The problem with photographing holiday lights is that even if you shoot at twilight (which you should) while there is still some lingering daylight, if you expose for the lights, the surroundings go too dark. And, of course, if you expose for the darker areas, the lights wash out. Also, in this particular shot, I wanted to get some detail in a rubber spider that was hanging in a twig-wreath from a Japanese maple next to the front walk. I tried some existing light shots using long exposures to get the lights, but the spider just disappeared in the dark background. Then I tried some straight flash exposures using the built-in flash in the "auto" mode and the photos looked way too much like flash photos.
As an experiment, I turned to the Night Portrait exposure mode--one of several scene modes on my Nikon D90. I rarely use scene modes because I can usually find a better combination of exposure tricks on my own, but occasionally when all of my cleverness fails me I give the auto scene modes a shot.
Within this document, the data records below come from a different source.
use std::time::Instant;

use super::text::log_timing;
use super::ModelParts;
use crate::batching::run_batched;
use crate::config::EngineConfig;
use crate::encode::rerank::{rank, scores, RerankResult};
use crate::error::{EngineError, Result};
use crate::inference::TensorBatch;
use crate::loader::LoadedModel;
use crate::preprocess::TextPreprocessor;
use crate::registry::{ModelFamily, ModelSpec};

/// Cross-encoder reranker. Scores are raw relevance logits.
pub struct TextRerank {
    parts: ModelParts<TextPreprocessor>,
}

impl TextRerank {
    /// Fetch (if needed) and load a catalog model using `config`.
    pub fn try_new(code: Option<&str>, config: &EngineConfig) -> Result<Self> {
        super::load(ModelFamily::Rerank, code, config, |model| match model {
            LoadedModel::Rerank(m) => Some(m),
            _ => None,
        })
    }

    pub fn from_parts(parts: ModelParts<TextPreprocessor>) -> Self {
        Self { parts }
    }

    pub fn spec(&self) -> &'static ModelSpec {
        self.parts.spec
    }

    /// Score every document against `query` and return them best first.
    pub fn rerank<S: AsRef<str>>(
        &mut self,
        query: &str,
        documents: &[S],
        return_documents: bool,
        batch_size: Option<usize>,
    ) -> Result<Vec<RerankResult>> {
        if query.trim().is_empty() {
            return Err(EngineError::invalid_argument("rerank query must not be empty"));
        }
        let batch_size = self.parts.batch_size(batch_size);
        let start = Instant::now();

        let preprocessor = &self.parts.preprocessor;
        let backend = &mut self.parts.backend;
        let raw = run_batched(documents, batch_size, |_, chunk| {
            let batch = preprocessor.prepare_pairs(query, chunk)?;
            let logits = backend.run(&TensorBatch::Text(batch))?;
            scores(&logits)
        })?;

        let ranked = rank(raw, documents, return_documents);
        log_timing(self.parts.spec.code, "Reranked documents", documents.len(), start);
        Ok(ranked)
    }
}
In this case the Night Portrait mode worked like a charm. The spider and wreath have just enough light so that you can see them and the colored lights look very natural.
The Night Portrait mode works best when the subject you want to hit with flash is relatively close to the camera (I was about two feet away from the wreath) and the background is dimly lit, but not black. It works great in situations like photographing friends in Times Square or on the Las Vegas Strip when you want to get good exposure on your friends' faces and still capture the mood of the ambient lights behind them. With most cameras, when you switch to this mode the flash pops up automatically (as it does with the D90) so you don't even have to remember to turn on the flash.
Whenever you're confronted with an exposure situation has you a bit baffled, give those scene modes on the exposure-mode dial a shot and see if they don't provide a simple solution. Halloween may be over, but I'll always have my rubber spider's portrait to remember it.